In einem Schreiben an den Vorsitzenden der Islamischen Religionsgemeinde Innsbruck, Burhan Türkmen, drückt der evangelische Superintendent seine Betroffenheit aus und zeigt sich solidarisch mit der Islamischen Religionsgemeinde, "in der Hoffnung, ein klein wenig zu einem Klima beizutragen, in dem solchen islamfeindlichen Aktionen der Nährboden entzogen wird" und derartige Aktionen nicht mehr toleriert werden.

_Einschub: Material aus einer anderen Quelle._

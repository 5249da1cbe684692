pub mod bbox;
pub mod matrix;
pub mod point;
pub mod report;

pub use bbox::BoundingBox;
pub use matrix::BitMatrix;
pub use point::{Point, PointI};
pub use report::{
    AttemptRecord, DetectedModule, ErrorReport, FrameDimensions, ModulePosition, ScanReport,
};
//! Tunable parameters for enhancement filters, region search and input sizing.
//!
//! Every field has a default, so a JSON file only needs the values it changes:
//!
//! ```no_run
//! use qr_frame_scanner::ScannerConfig;
//! use std::path::Path;
//!
//! let mut config = ScannerConfig::from_json_file(Path::new("scanner.json"))?;
//! config.apply_env_overrides();
//! # Ok::<(), qr_frame_scanner::ScanError>(())
//! ```
//!
//! Environment overrides:
//! - `QR_MAX_DIM`: downscale frames whose longest side exceeds this (0 disables)
//! - `QR_UPSCALE_FACTOR`: factor used by the upscaling enhancements (1 to
//!   [`MAX_UPSCALE_FACTOR`])

use crate::error::{Result, ScanError};
use serde::{Deserialize, Serialize};
use std::env;
use std::fs;
use std::path::Path;

/// Largest accepted `upscale_factor`
pub const MAX_UPSCALE_FACTOR: u32 = 8;

/// Complete scanner configuration.
#[derive(Debug, Clone, PartialEq, Serialize, Deserialize)]
#[serde(default)]
pub struct ScannerConfig {
    /// Enhancement filter parameters
    pub enhance: EnhanceConfig,

    /// Potential-region search parameters
    pub regions: RegionConfig,

    /// Longest side a frame may have before it is downscaled for detection.
    /// Reported coordinates always refer to the original frame.
    pub max_dimension: Option<u32>,
}

/// Parameters of the fixed enhancement filters.
#[derive(Debug, Clone, PartialEq, Serialize, Deserialize)]
#[serde(default)]
pub struct EnhanceConfig {
    /// Factor applied by the upscaling enhancements
    pub upscale_factor: u32,

    /// Non-local-means denoising
    pub denoise: DenoiseConfig,

    /// CLAHE clip limit for the plain `clahe` enhancement
    pub clahe_clip_limit: f32,

    /// CLAHE clip limit used before upscaling in `combo_clahe_upscale`
    pub combo_clahe_clip_limit: f32,

    /// CLAHE tile grid (tiles per axis)
    pub clahe_tiles: u32,

    /// Side of the square structuring element for opening/closing
    pub morph_kernel: u32,

    /// Gaussian sigma of the unsharp mask in `edge_enhanced`
    pub edge_sigma: f32,

    /// Weight of the source image in `edge_enhanced`
    pub edge_weight: f32,

    /// Weight of the blurred image in `edge_enhanced`
    pub edge_blur_weight: f32,

    /// Bilateral filter diameter in pixels
    pub bilateral_diameter: u32,

    /// Bilateral filter range sigma
    pub bilateral_sigma_color: f32,

    /// Bilateral filter spatial sigma
    pub bilateral_sigma_space: f32,

    /// Adaptive threshold block size (odd)
    pub adaptive_block_size: u32,

    /// Constant subtracted from the local mean before thresholding
    pub adaptive_offset: i32,

    /// Median blur radius (1 gives a 3x3 window)
    pub median_radius: u32,

    /// Gain of `contrast_enhanced`
    pub contrast_alpha: f32,

    /// Bias of `contrast_enhanced`
    pub contrast_beta: f32,
}

/// Non-local-means denoising parameters.
#[derive(Debug, Clone, PartialEq, Serialize, Deserialize)]
#[serde(default)]
pub struct DenoiseConfig {
    /// Filter strength; larger removes more noise and more detail
    pub strength: f32,

    /// Radius of the compared patches
    pub patch_radius: u32,

    /// Radius of the window searched for similar patches
    pub search_radius: u32,
}

/// Potential-region filters and the code clustering used for multi-code reads.
#[derive(Debug, Clone, PartialEq, Serialize, Deserialize)]
#[serde(default)]
pub struct RegionConfig {
    /// Minimum enclosed area in pixels
    pub min_area: usize,

    /// Minimum width/height ratio
    pub min_aspect: f32,

    /// Maximum width/height ratio
    pub max_aspect: f32,

    /// Side of the squares dark pixels are grouped by; gaps up to about this
    /// size stay inside one cluster
    pub cluster_cell: u32,

    /// Most clusters read separately per multi-code detection (0 disables)
    pub max_clusters: usize,
}

impl Default for ScannerConfig {
    fn default() -> Self {
        Self {
            enhance: EnhanceConfig::default(),
            regions: RegionConfig::default(),
            max_dimension: None,
        }
    }
}

impl Default for EnhanceConfig {
    fn default() -> Self {
        Self {
            upscale_factor: 2,
            denoise: DenoiseConfig::default(),
            clahe_clip_limit: 2.0,
            combo_clahe_clip_limit: 3.0,
            clahe_tiles: 8,
            morph_kernel: 2,
            edge_sigma: 1.0,
            edge_weight: 1.5,
            edge_blur_weight: -0.5,
            bilateral_diameter: 9,
            bilateral_sigma_color: 75.0,
            bilateral_sigma_space: 75.0,
            adaptive_block_size: 11,
            adaptive_offset: 2,
            median_radius: 1,
            contrast_alpha: 1.5,
            contrast_beta: 0.0,
        }
    }
}

impl Default for DenoiseConfig {
    fn default() -> Self {
        Self {
            strength: 3.0,
            patch_radius: 1,
            search_radius: 5,
        }
    }
}

impl Default for RegionConfig {
    fn default() -> Self {
        Self {
            min_area: 1000,
            min_aspect: 0.8,
            max_aspect: 1.2,
            cluster_cell: 8,
            max_clusters: 8,
        }
    }
}

impl ScannerConfig {
    /// Load a configuration from a JSON file and validate it.
    pub fn from_json_file(path: &Path) -> Result<Self> {
        let contents = fs::read_to_string(path)?;
        let config: Self = serde_json::from_str(&contents)?;
        config.validate()?;
        Ok(config)
    }

    /// Apply `QR_MAX_DIM` / `QR_UPSCALE_FACTOR` from the process environment.
    pub fn apply_env_overrides(&mut self) {
        self.apply_overrides(|key| env::var(key).ok());
    }

    /// Apply overrides from an arbitrary lookup; unparsable values are ignored.
    pub fn apply_overrides<F>(&mut self, lookup: F)
    where
        F: Fn(&str) -> Option<String>,
    {
        if let Some(value) = lookup("QR_MAX_DIM") {
            match value.trim().parse::<u32>() {
                Ok(0) => self.max_dimension = None,
                Ok(v) => self.max_dimension = Some(v),
                Err(_) => log::warn!("ignoring QR_MAX_DIM={value:?}"),
            }
        }
        if let Some(value) = lookup("QR_UPSCALE_FACTOR") {
            match value.trim().parse::<u32>() {
                Ok(v) if (1..=MAX_UPSCALE_FACTOR).contains(&v) => self.enhance.upscale_factor = v,
                _ => log::warn!("ignoring QR_UPSCALE_FACTOR={value:?}"),
            }
        }
    }

    /// Reject values the filters cannot work with.
    pub fn validate(&self) -> Result<()> {
        let e = &self.enhance;
        if !(1..=MAX_UPSCALE_FACTOR).contains(&e.upscale_factor) {
            return Err(ScanError::config(format!(
                "upscale_factor must be between 1 and {MAX_UPSCALE_FACTOR}"
            )));
        }
        if e.adaptive_block_size < 3 || e.adaptive_block_size % 2 == 0 {
            return Err(ScanError::config(
                "adaptive_block_size must be odd and at least 3",
            ));
        }
        if e.clahe_tiles == 0 {
            return Err(ScanError::config("clahe_tiles must be at least 1"));
        }
        if e.morph_kernel == 0 {
            return Err(ScanError::config("morph_kernel must be at least 1"));
        }
        if e.edge_sigma <= 0.0 {
            return Err(ScanError::config("edge_sigma must be positive"));
        }
        if e.denoise.strength <= 0.0 {
            return Err(ScanError::config("denoise.strength must be positive"));
        }
        if self.regions.min_aspect > self.regions.max_aspect {
            return Err(ScanError::config("regions.min_aspect exceeds max_aspect"));
        }
        if self.regions.cluster_cell == 0 {
            return Err(ScanError::config("regions.cluster_cell must be at least 1"));
        }
        if self.max_dimension == Some(0) {
            return Err(ScanError::config("max_dimension must be positive"));
        }
        Ok(())
    }
}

Dantine erinnert in dem Schreiben vom 21. August an die Orientierungshilfe der evangelischen Generalsynode aus dem Jahr 2011. Unter dem Titel "Respektvoll miteinander - Evangelische Christen und Muslime in Österreich" hatte die evangelische Kirche die Gemeinden und Mitglieder dazu aufgerufen, Menschen muslimischen Glaubens mit Respekt zu begegnen, gute Nachbarschaft zu pflegen und Vorurteilen und Aggressionen entgegenzutreten.

Zum Minarett:

Das 15 m hohe Minarett mit Halbmond hatte schon vor der Fertigstellung für heftige Diskussionen über die Marktgemeinde hinaus gesorgt, es wurde nach Anrainerprotesten 5 m niedriger als ursprünglich geplant. Dass in Telfs vom Minarett aus zum Gebet gerufen wird, wurde sogar im Grundbuch ausgeschlossen. In einer Eintragung wurde festgelegt, dass ein Muezzin dort nicht "tätig" werden darf. (Quelle: www.kathpress.at)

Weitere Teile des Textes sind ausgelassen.